On the trail of climate change

Professor Bärbel Hönisch from the Columbia University gives Mary-Tharp lecture at GEOMAR

23 March 2018/Kiel. How do rising atmospheric CO2 levels affect the climate and life in the sea? This question occupies science and society alike. In order to understand changes in the global carbon cycle and the consequences for the climate, scientists look into the Earth's past and to the great climate changes that took place several million years ago. So-called climate proxies, meaning quantifiable indicators for chemical and physical parameters that can no longer be measured directly, help to reconstruct past climatic processes. Understanding climate proxies better is one of the goals of Professor Bärbel Hönisch of the Department of Earth and Environmental Sciences of the Lamont-Doherty Earth Observatory at Columbia University. She specializes in the application of boron isotopes from marine carbonates to reconstruct past variations in marine carbonate chemistry and atmospheric CO2 concentration. Yesterday, Bärbel Hönisch gave insights into her research in a presentation as part of the Marie Tharp Lecture Series at GEOMAR. She showed how samples from the Cenozoic (about 66 million years ago), as well as living planktonic foraminifera, can help to better understand past episodes of climate variability. She also explained how further improvements in the proxy application could provide a closer look into the climate history of our planet.

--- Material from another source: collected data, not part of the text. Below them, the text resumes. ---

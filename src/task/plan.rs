//! Plans: a task's subtasks plus their dependency partial order.
//!
//! # Invariants
//! - `subtasks` is non-empty
//! - Subtask ids are unique and every dependency refers to a subtask of the plan
//! - The dependency graph is acyclic
//! - `total_estimated` equals the sum of subtask estimates

use std::collections::{BTreeSet, HashMap, HashSet};
use std::time::Duration;

use chrono::{DateTime, Utc};
use serde::{Deserialize, Serialize};
use uuid::Uuid;

use super::{SubTask, SubtaskId, TaskId};

/// Unique identifier for a plan revision.
#[derive(Debug, Clone, Copy, PartialEq, Eq, Hash, Serialize, Deserialize)]
pub struct PlanId(Uuid);

impl PlanId {
    pub fn new() -> Self {
        Self(Uuid::new_v4())
    }
}

impl Default for PlanId {
    fn default() -> Self {
        Self::new()
    }
}

impl std::fmt::Display for PlanId {
    fn fmt(&self, f: &mut std::fmt::Formatter<'_>) -> std::fmt::Result {
        write!(f, "{}", self.0)
    }
}

/// How the subtasks of a plan relate to each other.
#[derive(Debug, Clone, Copy, PartialEq, Eq, Hash, Serialize, Deserialize)]
#[serde(rename_all = "snake_case")]
pub enum Strategy {
    /// A single chain: every subtask waits on the previous one
    Sequential,
    /// No dependency edges at all
    Parallel,
    /// Parallel groups joined by sequential barriers
    Hybrid,
}

impl Strategy {
    /// Classify a dependency graph by its shape alone.
    ///
    /// # Returns
    /// - `Sequential` for zero or one subtask, or a single linear chain
    /// - `Parallel` if there are no dependency edges
    /// - `Hybrid` otherwise
    pub fn classify(subtasks: &[SubTask]) -> Self {
        if subtasks.len() <= 1 {
            return Self::Sequential;
        }

        let edges: usize = subtasks.iter().map(|s| s.dependencies().len()).sum();
        if edges == 0 {
            return Self::Parallel;
        }

        let mut dependents: HashMap<SubtaskId, usize> = HashMap::new();
        for s in subtasks {
            for dep in s.dependencies() {
                *dependents.entry(*dep).or_default() += 1;
            }
        }

        let linear = edges == subtasks.len() - 1
            && subtasks.iter().all(|s| s.dependencies().len() <= 1)
            && dependents.values().all(|&n| n <= 1);

        if linear {
            Self::Sequential
        } else {
            Self::Hybrid
        }
    }
}

impl std::fmt::Display for Strategy {
    fn fmt(&self, f: &mut std::fmt::Formatter<'_>) -> std::fmt::Result {
        let s = match self {
            Self::Sequential => "sequential",
            Self::Parallel => "parallel",
            Self::Hybrid => "hybrid",
        };
        f.write_str(s)
    }
}

/// An ordered, partially-ordered set of subtasks for one task revision.
#[derive(Debug, Clone, Serialize, Deserialize)]
pub struct Plan {
    id: PlanId,
    task_id: TaskId,
    subtasks: Vec<SubTask>,
    strategy: Strategy,
    total_estimated: Duration,
    revision: u32,
    created_at: DateTime<Utc>,
}

impl Plan {
    /// Create a validated plan.
    ///
    /// # Errors
    /// Returns `Err` if any plan invariant is violated.
    pub fn new(
        task_id: TaskId,
        subtasks: Vec<SubTask>,
        strategy: Strategy,
        revision: u32,
    ) -> Result<Self, PlanError> {
        let plan = Self::unchecked(task_id, subtasks, strategy, revision);
        plan.validate()?;
        Ok(plan)
    }

    /// Create a plan without checking its invariants.
    ///
    /// Plans built this way (or deserialized from elsewhere) may be cyclic;
    /// the executor validates every plan before running it.
    pub fn unchecked(
        task_id: TaskId,
        subtasks: Vec<SubTask>,
        strategy: Strategy,
        revision: u32,
    ) -> Self {
        let total_estimated = subtasks.iter().map(SubTask::estimated).sum();
        Self {
            id: PlanId::new(),
            task_id,
            subtasks,
            strategy,
            total_estimated,
            revision,
            created_at: Utc::now(),
        }
    }

    pub fn id(&self) -> PlanId {
        self.id
    }

    pub fn task_id(&self) -> TaskId {
        self.task_id
    }

    pub fn subtasks(&self) -> &[SubTask] {
        &self.subtasks
    }

    pub fn strategy(&self) -> Strategy {
        self.strategy
    }

    pub fn total_estimated(&self) -> Duration {
        self.total_estimated
    }

    pub fn revision(&self) -> u32 {
        self.revision
    }

    pub fn created_at(&self) -> DateTime<Utc> {
        self.created_at
    }

    pub fn get(&self, id: SubtaskId) -> Option<&SubTask> {
        self.subtasks.iter().find(|s| s.id() == id)
    }

    /// Check every plan invariant.
    pub fn validate(&self) -> Result<(), PlanError> {
        if self.subtasks.is_empty() {
            return Err(PlanError::EmptySubtasks);
        }

        let mut seen = HashSet::with_capacity(self.subtasks.len());
        for s in &self.subtasks {
            if !seen.insert(s.id()) {
                return Err(PlanError::DuplicateSubtask(s.id()));
            }
        }

        for s in &self.subtasks {
            for &dep in s.dependencies() {
                if dep == s.id() {
                    return Err(PlanError::SelfDependency(s.id()));
                }
                if !seen.contains(&dep) {
                    return Err(PlanError::UnknownDependency {
                        subtask: s.id(),
                        dependency: dep,
                    });
                }
            }
        }

        self.execution_order().map(|_| ())
    }

    /// Get execution order respecting dependencies (topological sort).
    ///
    /// Among subtasks that are ready at the same time, the one declared
    /// first in the plan comes first, so the order is deterministic.
    ///
    /// # Returns
    /// Vector of subtask indices in a valid execution order.
    ///
    /// # Errors
    /// Returns `PlanError::CircularDependency` naming the subtasks that
    /// could never become ready.
    pub fn execution_order(&self) -> Result<Vec<usize>, PlanError> {
        let n = self.subtasks.len();
        let index: HashMap<SubtaskId, usize> = self
            .subtasks
            .iter()
            .enumerate()
            .map(|(i, s)| (s.id(), i))
            .collect();

        let mut in_degree = vec![0usize; n];
        let mut adj: Vec<Vec<usize>> = vec![Vec::new(); n];
        for (i, s) in self.subtasks.iter().enumerate() {
            for dep in s.dependencies() {
                // Unknown ids are reported by validate(); here they only block.
                match index.get(dep) {
                    Some(&d) => {
                        adj[d].push(i);
                        in_degree[i] += 1;
                    }
                    None => in_degree[i] += 1,
                }
            }
        }

        // Kahn's algorithm, ready set ordered by plan position.
        let mut ready: BTreeSet<usize> = (0..n).filter(|&i| in_degree[i] == 0).collect();
        let mut order = Vec::with_capacity(n);

        while let Some(node) = ready.pop_first() {
            order.push(node);
            for &next in &adj[node] {
                in_degree[next] -= 1;
                if in_degree[next] == 0 {
                    ready.insert(next);
                }
            }
        }

        if order.len() == n {
            Ok(order)
        } else {
            let blocked = (0..n)
                .filter(|&i| in_degree[i] > 0)
                .map(|i| self.subtasks[i].id())
                .collect();
            Err(PlanError::CircularDependency { blocked })
        }
    }

    /// Ids of every subtask that transitively depends on `root`.
    pub fn transitive_dependents(&self, root: SubtaskId) -> BTreeSet<SubtaskId> {
        let mut found = BTreeSet::new();
        let mut frontier = vec![root];
        while let Some(current) = frontier.pop() {
            for s in &self.subtasks {
                if s.depends_on(current) && found.insert(s.id()) {
                    frontier.push(s.id());
                }
            }
        }
        found
    }
}

/// Errors in plan construction or validation.
#[derive(Debug, Clone, PartialEq, Eq, thiserror::Error)]
pub enum PlanError {
    #[error("Plan has no subtasks")]
    EmptySubtasks,

    #[error("Subtask {0} appears more than once")]
    DuplicateSubtask(SubtaskId),

    #[error("Subtask {0} depends on itself")]
    SelfDependency(SubtaskId),

    #[error("Subtask {subtask} depends on unknown subtask {dependency}")]
    UnknownDependency {
        subtask: SubtaskId,
        dependency: SubtaskId,
    },

    #[error("Circular dependency detected; {} subtask(s) can never run", blocked.len())]
    CircularDependency { blocked: Vec<SubtaskId> },
}

#[cfg(test)]
mod tests {
    use super::*;
    use crate::task::SubtaskKind;

    fn sub(task: TaskId, kind: SubtaskKind, title: &str) -> SubTask {
        SubTask::new(task, kind, title, "", Duration::from_secs(10))
    }

    #[test]
    fn test_execution_order_is_stable() {
        let t = TaskId::new();
        let a = sub(t, SubtaskKind::Analysis, "a");
        let b = sub(t, SubtaskKind::Design, "b");
        let c = sub(t, SubtaskKind::Implementation, "c").with_dependencies([a.id(), b.id()]);
        let d = sub(t, SubtaskKind::Setup, "d");
        let plan = Plan::new(t, vec![c, a, b, d], Strategy::Hybrid, 0).unwrap();
        assert_eq!(plan.execution_order().unwrap(), vec![1, 2, 0, 3]);
        assert_eq!(plan.total_estimated(), Duration::from_secs(40));
    }

    #[test]
    fn test_cycle_is_rejected() {
        let t = TaskId::new();
        let a = sub(t, SubtaskKind::Analysis, "a");
        let b = sub(t, SubtaskKind::Design, "b").with_dependency(a.id());
        let a = a.with_dependency(b.id());
        let err = Plan::new(t, vec![a, b], Strategy::Sequential, 0).unwrap_err();
        assert!(matches!(err, PlanError::CircularDependency { ref blocked } if blocked.len() == 2));
    }

    #[test]
    fn test_unknown_dependency_is_rejected() {
        let t = TaskId::new();
        let a = sub(t, SubtaskKind::Analysis, "a").with_dependency(SubtaskId::new());
        let err = Plan::new(t, vec![a], Strategy::Sequential, 0).unwrap_err();
        assert!(matches!(err, PlanError::UnknownDependency { .. }));
    }

    #[test]
    fn test_empty_plan_is_rejected() {
        let err = Plan::new(TaskId::new(), vec![], Strategy::Parallel, 0).unwrap_err();
        assert_eq!(err, PlanError::EmptySubtasks);
    }

    #[test]
    fn test_strategy_classification() {
        let t = TaskId::new();
        let a = sub(t, SubtaskKind::Analysis, "a");
        let b = sub(t, SubtaskKind::Design, "b").with_dependency(a.id());
        let c = sub(t, SubtaskKind::Implementation, "c").with_dependency(b.id());
        assert_eq!(
            Strategy::classify(&[a.clone(), b.clone(), c]),
            Strategy::Sequential
        );

        let x = sub(t, SubtaskKind::Setup, "x");
        let y = sub(t, SubtaskKind::Testing, "y");
        assert_eq!(Strategy::classify(&[x, y]), Strategy::Parallel);

        let fan = sub(t, SubtaskKind::Setup, "fan").with_dependency(a.id());
        assert_eq!(Strategy::classify(&[a, b, fan]), Strategy::Hybrid);
    }

    #[test]
    fn test_transitive_dependents() {
        let t = TaskId::new();
        let a = sub(t, SubtaskKind::Analysis, "a");
        let b = sub(t, SubtaskKind::Design, "b").with_dependency(a.id());
        let c = sub(t, SubtaskKind::Testing, "c").with_dependency(b.id());
        let d = sub(t, SubtaskKind::Setup, "d");
        let (a_id, b_id, c_id) = (a.id(), b.id(), c.id());
        let plan = Plan::new(t, vec![a, b, c, d], Strategy::Hybrid, 0).unwrap();
        let deps = plan.transitive_dependents(a_id);
        assert_eq!(deps, BTreeSet::from([b_id, c_id]));
    }
}
impl Coordinator {
    /// Create a coordinator whose stages are configured from `config`.
    pub fn new(config: Config, capability: Arc<dyn Capability>) -> Self {
        let (bus, _) = broadcast::channel(EVENT_BUS_CAPACITY);
        Self {
            id: AgentId::new(),
            planner: Arc::new(Planner::new(&config)),
            executor: Arc::new(DependencyExecutor::new(&config)),
            verifier: Arc::new(Verifier::new(&config)),
            config: Arc::new(config),
            capability,
            metrics: None,
            bus,
        }
    }

    /// Record stage and task metrics on `metrics`.
    pub fn with_metrics(mut self, metrics: MetricsHandle) -> Self {
        self.metrics = Some(metrics);
        self
    }

    pub fn config(&self) -> &Config {
        &self.config
    }

    pub fn metrics(&self) -> Option<&MetricsHandle> {
        self.metrics.as_ref()
    }

    /// Subscribe to the events of every task submitted from now on.
    pub fn subscribe(&self) -> broadcast::Receiver<LifecycleEvent> {
        self.bus.subscribe()
    }

    /// Coordinate `task` to a terminal outcome.
    ///
    /// # Postconditions
    /// - `outcome.status` is `Completed` or `Failed`
    /// - At most `max_replanning_attempts + 1` planning cycles ran
    /// - A task that is not `Pending` fails with `FailureReason::NotPending`
    ///   before any stage runs
    pub async fn submit(&self, task: Task) -> Outcome {
        let ctx = self.context(&task);
        self.run(task, ctx).await
    }

    /// Like [`submit`](Self::submit), but stops between stages once `cancel`
    /// fires. A cancelled task fails with `FailureReason::Cancelled`.
    pub async fn submit_with_cancel(&self, task: Task, cancel: CancellationToken) -> Outcome {
        let ctx = self.context(&task).with_cancel(cancel);
        self.run(task, ctx).await
    }

    /// Run `task` in the background and stream its lifecycle events.
    ///
    /// The stream ends once the task is terminal; the handle yields the outcome.
    pub fn submit_streaming(
        &self,
        task: Task,
    ) -> (mpsc::UnboundedReceiver<LifecycleEvent>, JoinHandle<Outcome>) {
        let (tx, rx) = mpsc::unbounded_channel();
        let ctx = RunContext::new(
            EventSink::new(task.id())
                .with_bus(self.bus.clone())
                .with_stream(tx),
        );
        let this = self.clone();
        let handle = tokio::spawn(async move { this.run(task, ctx).await });
        (rx, handle)
    }

    /// Coordinate several independent tasks concurrently.
    ///
    /// Outcomes are returned in input order.
    pub async fn submit_all(&self, tasks: Vec<Task>) -> Vec<Outcome> {
        futures::future::join_all(tasks.into_iter().map(|task| self.submit(task))).await
    }

    fn context(&self, task: &Task) -> RunContext {
        RunContext::new(EventSink::new(task.id()).with_bus(self.bus.clone()))
    }

    async fn run(&self, mut task: Task, ctx: RunContext) -> Outcome {
        let started = Instant::now();
        let max_replans = self.config.max_replanning_attempts;
        let mut run = Run {
            started,
            replans: 0,
            attempts: Vec::new(),
        };

        tracing::info!(
            task_id = %task.id(),
            priority = %task.priority(),
            "Coordinating task: {}",
            task.title()
        );
        ctx.emit_start(
            AgentKind::Coordinator,
            None,
            format!("Task submitted: {}", task.title()),
            json!({
                "priority": task.priority(),
                "requirements": task.requirements().len(),
            }),
        );
        if task.status() != TaskStatus::Pending {
            let reason = FailureReason::NotPending {
                status: task.status(),
            };
            return self.finish(task, &ctx, run, Err(reason));
        }
        self.advance(&mut task, TaskStatus::Planning);

        let mut failure: Option<FailureContext> = None;
        loop {
            if ctx.is_cancelled() {
                return self.finish(task, &ctx, run, Err(FailureReason::Cancelled));
            }

            // Plan
            let t = Instant::now();
            ctx.emit_start(
                AgentKind::Planner,
                None,
                "Planning",
                json!({ "replans": run.replans }),
            );
            let plan = match self.planner.plan(&task, failure.as_ref()) {
                Ok(plan) => {
                    self.record_stage(AgentKind::Planner, &task, t.elapsed(), true);
                    ctx.emit_success(
                        AgentKind::Planner,
                        None,
                        format!(
                            "Plan revision {} with {} subtask(s)",
                            plan.revision(),
                            plan.subtasks().len()
                        ),
                        json!({
                            "plan_id": plan.id().to_string(),
                            "strategy": plan.strategy(),
                            "estimated_secs": plan.total_estimated().as_secs_f64(),
                        }),
                    );
                    plan
                }
                Err(e) => {
                    self.record_stage(AgentKind::Planner, &task, t.elapsed(), false);
                    tracing::warn!(task_id = %task.id(), "Planning failed: {}", e);
                    ctx.emit_error(
                        AgentKind::Planner,
                        None,
                        "Planning failed",
                        json!({ "error": e.to_string() }),
                    );
                    let reason = FailureReason::Planning {
                        message: e.to_string(),
                    };
                    return self.finish(task, &ctx, run, Err(reason));
                }
            };

            if ctx.is_cancelled() {
                return self.finish(task, &ctx, run, Err(FailureReason::Cancelled));
            }

            // Execute
            self.advance(&mut task, TaskStatus::Executing);
            let t = Instant::now();
            let executed = self
                .executor
                .execute(&plan, self.capability.as_ref(), &ctx)
                .await;
            let results = match executed {
                Ok(results) => {
                    self.record_stage(AgentKind::Executor, &task, t.elapsed(), true);
                    results
                }
                Err(ExecutionError::Cancelled { partial }) => {
                    self.record_stage(AgentKind::Executor, &task, t.elapsed(), false);
                    tracing::info!(
                        task_id = %task.id(),
                        discarded = partial.len(),
                        "Cancelled during execution"
                    );
                    return self.finish(task, &ctx, run, Err(FailureReason::Cancelled));
                }
                Err(e) => {
                    // Non-recoverable capability errors still go through
                    // verification with whatever finished.
                    self.record_stage(AgentKind::Executor, &task, t.elapsed(), false);
                    tracing::warn!(task_id = %task.id(), "Execution stopped: {}", e);
                    ctx.emit_error(
                        AgentKind::Executor,
                        None,
                        "Execution stopped early",
                        json!({
                            "error": e.to_string(),
                            "partial": e.partial_results().len(),
                        }),
                    );
                    e.into_partial_results()
                }
            };

            if ctx.is_cancelled() {
                return self.finish(task, &ctx, run, Err(FailureReason::Cancelled));
            }

            // Verify
            self.advance(&mut task, TaskStatus::Verifying);
            let t = Instant::now();
            ctx.emit_start(
                AgentKind::Verifier,
                None,
                format!("Verifying {} result(s)", results.len()),
                json!({ "results": results.len() }),
            );
            let verification = self.verifier.verify(&results);
            self.record_stage(AgentKind::Verifier, &task, t.elapsed(), verification.passed());
            let detail = json!({
                "verification_id": verification.id.to_string(),
                "quality": verification.quality_score,
                "accuracy": verification.accuracy_score,
                "error_rate": verification.error_rate,
                "issues": verification.issues.len(),
                "worst_severity": verification.worst_severity(),
            });
            if verification.passed() {
                ctx.emit_success(AgentKind::Verifier, None, "Verification passed", detail);
            } else {
                ctx.emit_error(AgentKind::Verifier, None, "Verification failed", detail);
            }

            run.attempts.push(Attempt {
                plan: plan.clone(),
                results,
                verification: verification.clone(),
            });

            if verification.passed() {
                self.advance(&mut task, TaskStatus::Completed);
                return self.finish(task, &ctx, run, Ok(verification));
            }
            if run.replans >= max_replans {
                let reason = FailureReason::RetryBudgetExhausted {
                    replans: run.replans,
                };
                return self.finish(task, &ctx, run, Err(reason));
            }

            // Re-plan
            self.advance(&mut task, TaskStatus::Replanning);
            run.replans += 1;
            tracing::info!(
                task_id = %task.id(),
                replan = run.replans,
                max = max_replans,
                "Verification failed with {} issue(s), re-planning",
                verification.issues.len()
            );
            ctx.emit_replanning(
                format!("Re-planning ({}/{})", run.replans, max_replans),
                json!({
                    "issues": verification
                        .issues
                        .iter()
                        .map(|i| i.to_string())
                        .collect::<Vec<_>>(),
                    "recommendations": &verification.recommendations,
                }),
            );
            self.advance(&mut task, TaskStatus::Planning);
            failure = Some(FailureContext {
                previous: plan,
                verification,
            });
        }
    }

    /// Move `task` along a lifecycle edge.
    fn advance(&self, task: &mut Task, next: TaskStatus) {
        if let Err(e) = task.transition(next) {
            tracing::error!(task_id = %task.id(), "{}", e);
        }
    }

    fn record_stage(&self, agent: AgentKind, task: &Task, elapsed: Duration, success: bool) {
        if let Some(ref metrics) = self.metrics {
            metrics.record_agent(agent, task.id(), elapsed, success);
        }
    }

    fn finish(
        &self,
        mut task: Task,
        ctx: &RunContext,
        run: Run,
        verdict: Result<VerificationResult, FailureReason>,
    ) -> Outcome {
        let elapsed = run.started.elapsed();
        let (status, verification, failure) = match verdict {
            Ok(verification) => (TaskStatus::Completed, Some(verification), None),
            Err(reason) => {
                // A rejected submission never owned the task's lifecycle.
                if !matches!(reason, FailureReason::NotPending { .. }) {
                    self.advance(&mut task, TaskStatus::Failed);
                }
                (TaskStatus::Failed, None, Some(reason))
            }
        };

        if let Some(ref metrics) = self.metrics {
            metrics.record_task(task.id(), status, run.replans, elapsed);
        }

        let detail = json!({
            "status": status,
            "replans": run.replans,
            "attempts": run.attempts.len(),
            "elapsed_ms": elapsed.as_millis() as u64,
        });
        match failure {
            None => {
                tracing::info!(
                    task_id = %task.id(),
                    replans = run.replans,
                    "Task completed in {:?}",
                    elapsed
                );
                ctx.emit_success(AgentKind::Coordinator, None, "Task completed", detail);
            }
            Some(ref reason) => {
                tracing::warn!(
                    task_id = %task.id(),
                    replans = run.replans,
                    "Task failed: {}",
                    reason
                );
                ctx.emit_error(
                    AgentKind::Coordinator,
                    None,
                    format!("Task failed: {}", reason),
                    detail,
                );
            }
        }

        Outcome {
            task_id: task.id(),
            status,
            verification,
            failure,
            replans: run.replans,
            elapsed,
            attempts: run.attempts,
            task,
        }
    }
}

Prof. Dr. Bärbel Hönisch is a professor at Columbia University in New York, USA. After studying biology at the University of Bremen, she earned her doctorate at the Alfred Wegener Institute Helmholtz Centre for Polar and Marine Research on the application of stable isotopes from foraminifera shells for the reconstruction of climatic conditions. After receiving her doctorate, in 2002 she moved to the Lamont-Doherty Earth Observatory, a geoscientific research institute at Columbia University. Bärbel Hönisch has been a professor at the Dept. of Earth & Environmental Sciences of Columbia University, NY, since 2007 and became a member of the GEOMAR scientific advisory board in 2018.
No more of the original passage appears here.